• Your assignment: Retype every entry below without altering anything.

• Task input:
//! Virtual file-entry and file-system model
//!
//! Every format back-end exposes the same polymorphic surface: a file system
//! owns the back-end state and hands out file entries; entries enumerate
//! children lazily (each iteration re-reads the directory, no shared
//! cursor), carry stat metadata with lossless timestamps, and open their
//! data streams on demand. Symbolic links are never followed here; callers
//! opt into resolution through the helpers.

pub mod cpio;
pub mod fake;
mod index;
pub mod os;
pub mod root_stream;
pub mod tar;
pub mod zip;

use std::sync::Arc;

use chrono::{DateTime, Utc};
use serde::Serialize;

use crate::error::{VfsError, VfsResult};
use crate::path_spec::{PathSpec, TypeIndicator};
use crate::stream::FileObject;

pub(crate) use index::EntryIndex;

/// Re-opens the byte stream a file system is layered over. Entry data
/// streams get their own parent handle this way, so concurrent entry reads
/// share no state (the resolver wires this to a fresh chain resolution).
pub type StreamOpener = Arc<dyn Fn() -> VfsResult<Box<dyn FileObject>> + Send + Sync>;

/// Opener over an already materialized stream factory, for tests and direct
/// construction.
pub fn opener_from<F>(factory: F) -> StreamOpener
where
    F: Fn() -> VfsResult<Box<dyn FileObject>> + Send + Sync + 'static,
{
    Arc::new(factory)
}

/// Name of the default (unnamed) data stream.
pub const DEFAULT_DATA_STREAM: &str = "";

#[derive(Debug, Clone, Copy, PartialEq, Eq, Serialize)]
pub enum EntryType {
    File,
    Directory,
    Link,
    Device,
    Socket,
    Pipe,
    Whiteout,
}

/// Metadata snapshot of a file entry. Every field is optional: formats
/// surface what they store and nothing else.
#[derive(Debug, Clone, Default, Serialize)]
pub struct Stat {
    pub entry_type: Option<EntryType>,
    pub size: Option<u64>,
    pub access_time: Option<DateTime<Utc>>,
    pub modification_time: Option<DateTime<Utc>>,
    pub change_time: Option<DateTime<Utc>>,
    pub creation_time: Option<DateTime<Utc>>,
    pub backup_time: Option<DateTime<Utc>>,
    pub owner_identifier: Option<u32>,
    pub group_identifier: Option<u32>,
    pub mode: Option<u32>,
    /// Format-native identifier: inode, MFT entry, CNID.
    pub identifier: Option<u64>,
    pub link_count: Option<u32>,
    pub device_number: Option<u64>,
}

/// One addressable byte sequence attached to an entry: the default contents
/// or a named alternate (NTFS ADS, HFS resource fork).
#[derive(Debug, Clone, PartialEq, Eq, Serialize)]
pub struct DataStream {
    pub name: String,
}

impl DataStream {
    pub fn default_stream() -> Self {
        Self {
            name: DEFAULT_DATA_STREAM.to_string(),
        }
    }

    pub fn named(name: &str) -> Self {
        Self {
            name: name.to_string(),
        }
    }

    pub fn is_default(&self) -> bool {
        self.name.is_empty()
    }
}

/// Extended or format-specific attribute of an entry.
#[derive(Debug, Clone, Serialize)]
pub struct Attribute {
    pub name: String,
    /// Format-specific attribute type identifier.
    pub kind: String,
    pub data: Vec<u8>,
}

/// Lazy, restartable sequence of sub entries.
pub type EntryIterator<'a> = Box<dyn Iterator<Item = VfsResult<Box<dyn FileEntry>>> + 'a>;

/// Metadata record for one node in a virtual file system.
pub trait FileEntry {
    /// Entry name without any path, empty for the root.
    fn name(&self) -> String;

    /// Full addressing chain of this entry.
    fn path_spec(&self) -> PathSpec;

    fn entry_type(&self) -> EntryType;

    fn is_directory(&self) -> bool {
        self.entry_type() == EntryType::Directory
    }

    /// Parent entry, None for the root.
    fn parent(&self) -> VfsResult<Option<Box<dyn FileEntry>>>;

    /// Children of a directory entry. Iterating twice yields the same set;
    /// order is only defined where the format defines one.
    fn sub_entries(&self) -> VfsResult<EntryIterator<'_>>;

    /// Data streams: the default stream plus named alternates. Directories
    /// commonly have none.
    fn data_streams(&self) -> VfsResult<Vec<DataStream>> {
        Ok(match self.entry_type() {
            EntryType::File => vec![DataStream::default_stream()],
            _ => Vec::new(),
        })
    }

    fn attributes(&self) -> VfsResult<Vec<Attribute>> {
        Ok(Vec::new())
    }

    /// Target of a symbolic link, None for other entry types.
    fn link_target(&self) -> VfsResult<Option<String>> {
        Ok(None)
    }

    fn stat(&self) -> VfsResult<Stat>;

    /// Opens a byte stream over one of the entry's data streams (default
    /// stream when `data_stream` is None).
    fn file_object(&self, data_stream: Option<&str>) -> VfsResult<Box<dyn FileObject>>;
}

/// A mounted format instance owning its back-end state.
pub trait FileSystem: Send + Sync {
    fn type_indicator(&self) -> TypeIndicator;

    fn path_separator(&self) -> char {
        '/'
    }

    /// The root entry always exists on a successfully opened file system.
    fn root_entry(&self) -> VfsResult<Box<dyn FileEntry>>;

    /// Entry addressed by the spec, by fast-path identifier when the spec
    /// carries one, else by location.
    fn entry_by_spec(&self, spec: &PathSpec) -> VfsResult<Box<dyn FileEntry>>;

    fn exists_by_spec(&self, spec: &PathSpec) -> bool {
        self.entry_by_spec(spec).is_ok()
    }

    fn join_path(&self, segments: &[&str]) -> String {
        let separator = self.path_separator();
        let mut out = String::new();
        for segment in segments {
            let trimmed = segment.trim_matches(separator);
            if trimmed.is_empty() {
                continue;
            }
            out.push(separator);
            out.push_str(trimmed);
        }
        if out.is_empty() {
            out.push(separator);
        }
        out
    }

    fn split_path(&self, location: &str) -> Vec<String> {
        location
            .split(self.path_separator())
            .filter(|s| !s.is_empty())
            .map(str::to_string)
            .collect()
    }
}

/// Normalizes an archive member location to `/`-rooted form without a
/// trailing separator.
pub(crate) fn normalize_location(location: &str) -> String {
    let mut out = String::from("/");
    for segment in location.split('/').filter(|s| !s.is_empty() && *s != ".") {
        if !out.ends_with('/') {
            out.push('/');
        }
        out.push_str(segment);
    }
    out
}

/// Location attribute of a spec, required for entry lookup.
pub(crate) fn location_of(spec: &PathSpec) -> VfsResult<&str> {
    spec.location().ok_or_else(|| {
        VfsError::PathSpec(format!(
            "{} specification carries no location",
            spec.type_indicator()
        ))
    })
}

• Finished exercise:
//! Virtual file-entry and file-system model
//!
//! Every format back-end exposes the same polymorphic surface: a file system
//! owns the back-end state and hands out file entries; entries enumerate
//! children lazily (each iteration re-reads the directory, no shared
//! cursor), carry stat metadata with lossless timestamps, and open their
//! data streams on demand. Symbolic links are never followed here; callers
//! opt into resolution through the helpers.

pub mod cpio;
pub mod fake;
mod index;
pub mod os;
pub mod root_stream;
pub mod tar;
pub mod zip;

use std::sync::Arc;

use chrono::{DateTime, Utc};
use serde::Serialize;

use crate::error::{VfsError, VfsResult};
use crate::path_spec::{PathSpec, TypeIndicator};
use crate::stream::FileObject;

pub(crate) use index::EntryIndex;

/// Re-opens the byte stream a file system is layered over. Entry data
/// streams get their own parent handle this way, so concurrent entry reads
/// share no state (the resolver wires this to a fresh chain resolution).
pub type StreamOpener = Arc<dyn Fn() -> VfsResult<Box<dyn FileObject>> + Send + Sync>;

/// Opener over an already materialized stream factory, for tests and direct
/// construction.
pub fn opener_from<F>(factory: F) -> StreamOpener
where
    F: Fn() -> VfsResult<Box<dyn FileObject>> + Send + Sync + 'static,
{
    Arc::new(factory)
}

/// Name of the default (unnamed) data stream.
pub const DEFAULT_DATA_STREAM: &str = "";

#[derive(Debug, Clone, Copy, PartialEq, Eq, Serialize)]
pub enum EntryType {
    File,
    Directory,
    Link,
    Device,
    Socket,
    Pipe,
    Whiteout,
}

/// Metadata snapshot of a file entry. Every field is optional: formats
/// surface what they store and nothing else.
#[derive(Debug, Clone, Default, Serialize)]
pub struct Stat {
    pub entry_type: Option<EntryType>,
    pub size: Option<u64>,
    pub access_time: Option<DateTime<Utc>>,
    pub modification_time: Option<DateTime<Utc>>,
    pub change_time: Option<DateTime<Utc>>,
    pub creation_time: Option<DateTime<Utc>>,
    pub backup_time: Option<DateTime<Utc>>,
    pub owner_identifier: Option<u32>,
    pub group_identifier: Option<u32>,
    pub mode: Option<u32>,
    /// Format-native identifier: inode, MFT entry, CNID.
    pub identifier: Option<u64>,
    pub link_count: Option<u32>,
    pub device_number: Option<u64>,
}

/// One addressable byte sequence attached to an entry: the default contents
/// or a named alternate (NTFS ADS, HFS resource fork).
#[derive(Debug, Clone, PartialEq, Eq, Serialize)]
pub struct DataStream {
    pub name: String,
}

impl DataStream {
    pub fn default_stream() -> Self {
        Self {
            name: DEFAULT_DATA_STREAM.to_string(),
        }
    }

    pub fn named(name: &str) -> Self {
        Self {
            name: name.to_string(),
        }
    }

    pub fn is_default(&self) -> bool {
        self.name.is_empty()
    }
}

/// Extended or format-specific attribute of an entry.
#[derive(Debug, Clone, Serialize)]
pub struct Attribute {
    pub name: String,
    /// Format-specific attribute type identifier.
    pub kind: String,
    pub data: Vec<u8>,
}

/// Lazy, restartable sequence of sub entries.
pub type EntryIterator<'a> = Box<dyn Iterator<Item = VfsResult<Box<dyn FileEntry>>> + 'a>;

/// Metadata record for one node in a virtual file system.
pub trait FileEntry {
    /// Entry name without any path, empty for the root.
    fn name(&self) -> String;

    /// Full addressing chain of this entry.
    fn path_spec(&self) -> PathSpec;

    fn entry_type(&self) -> EntryType;

    fn is_directory(&self) -> bool {
        self.entry_type() == EntryType::Directory
    }

    /// Parent entry, None for the root.
    fn parent(&self) -> VfsResult<Option<Box<dyn FileEntry>>>;

    /// Children of a directory entry. Iterating twice yields the same set;
    /// order is only defined where the format defines one.
    fn sub_entries(&self) -> VfsResult<EntryIterator<'_>>;

    /// Data streams: the default stream plus named alternates. Directories
    /// commonly have none.
    fn data_streams(&self) -> VfsResult<Vec<DataStream>> {
        Ok(match self.entry_type() {
            EntryType::File => vec![DataStream::default_stream()],
            _ => Vec::new(),
        })
    }

    fn attributes(&self) -> VfsResult<Vec<Attribute>> {
        Ok(Vec::new())
    }

    /// Target of a symbolic link, None for other entry types.
    fn link_target(&self) -> VfsResult<Option<String>> {
        Ok(None)
    }

    fn stat(&self) -> VfsResult<Stat>;

    /// Opens a byte stream over one of the entry's data streams (default
    /// stream when `data_stream` is None).
    fn file_object(&self, data_stream: Option<&str>) -> VfsResult<Box<dyn FileObject>>;
}

/// A mounted format instance owning its back-end state.
pub trait FileSystem: Send + Sync {
    fn type_indicator(&self) -> TypeIndicator;

    fn path_separator(&self) -> char {
        '/'
    }

    /// The root entry always exists on a successfully opened file system.
    fn root_entry(&self) -> VfsResult<Box<dyn FileEntry>>;

    /// Entry addressed by the spec, by fast-path identifier when the spec
    /// carries one, else by location.
    fn entry_by_spec(&self, spec: &PathSpec) -> VfsResult<Box<dyn FileEntry>>;

    fn exists_by_spec(&self, spec: &PathSpec) -> bool {
        self.entry_by_spec(spec).is_ok()
    }

    fn join_path(&self, segments: &[&str]) -> String {
        let separator = self.path_separator();
        let mut out = String::new();
        for segment in segments {
            let trimmed = segment.trim_matches(separator);
            if trimmed.is_empty() {
                continue;
            }
            out.push(separator);
            out.push_str(trimmed);
        }
        if out.is_empty() {
            out.push(separator);
        }
        out
    }

    fn split_path(&self, location: &str) -> Vec<String> {
        location
            .split(self.path_separator())
            .filter(|s| !s.is_empty())
            .map(str::to_string)
            .collect()
    }
}

/// Normalizes an archive member location to `/`-rooted form without a
/// trailing separator.
pub(crate) fn normalize_location(location: &str) -> String {
    let mut out = String::from("/");
    for segment in location.split('/').filter(|s| !s.is_empty() && *s != ".") {
        if !out.ends_with('/') {
            out.push('/');
        }
        out.push_str(segment);
    }
    out
}

/// Location attribute of a spec, required for entry lookup.
pub(crate) fn location_of(spec: &PathSpec) -> VfsResult<&str> {
    spec.location().ok_or_else(|| {
        VfsError::PathSpec(format!(
            "{} specification carries no location",
            spec.type_indicator()
        ))
    })
}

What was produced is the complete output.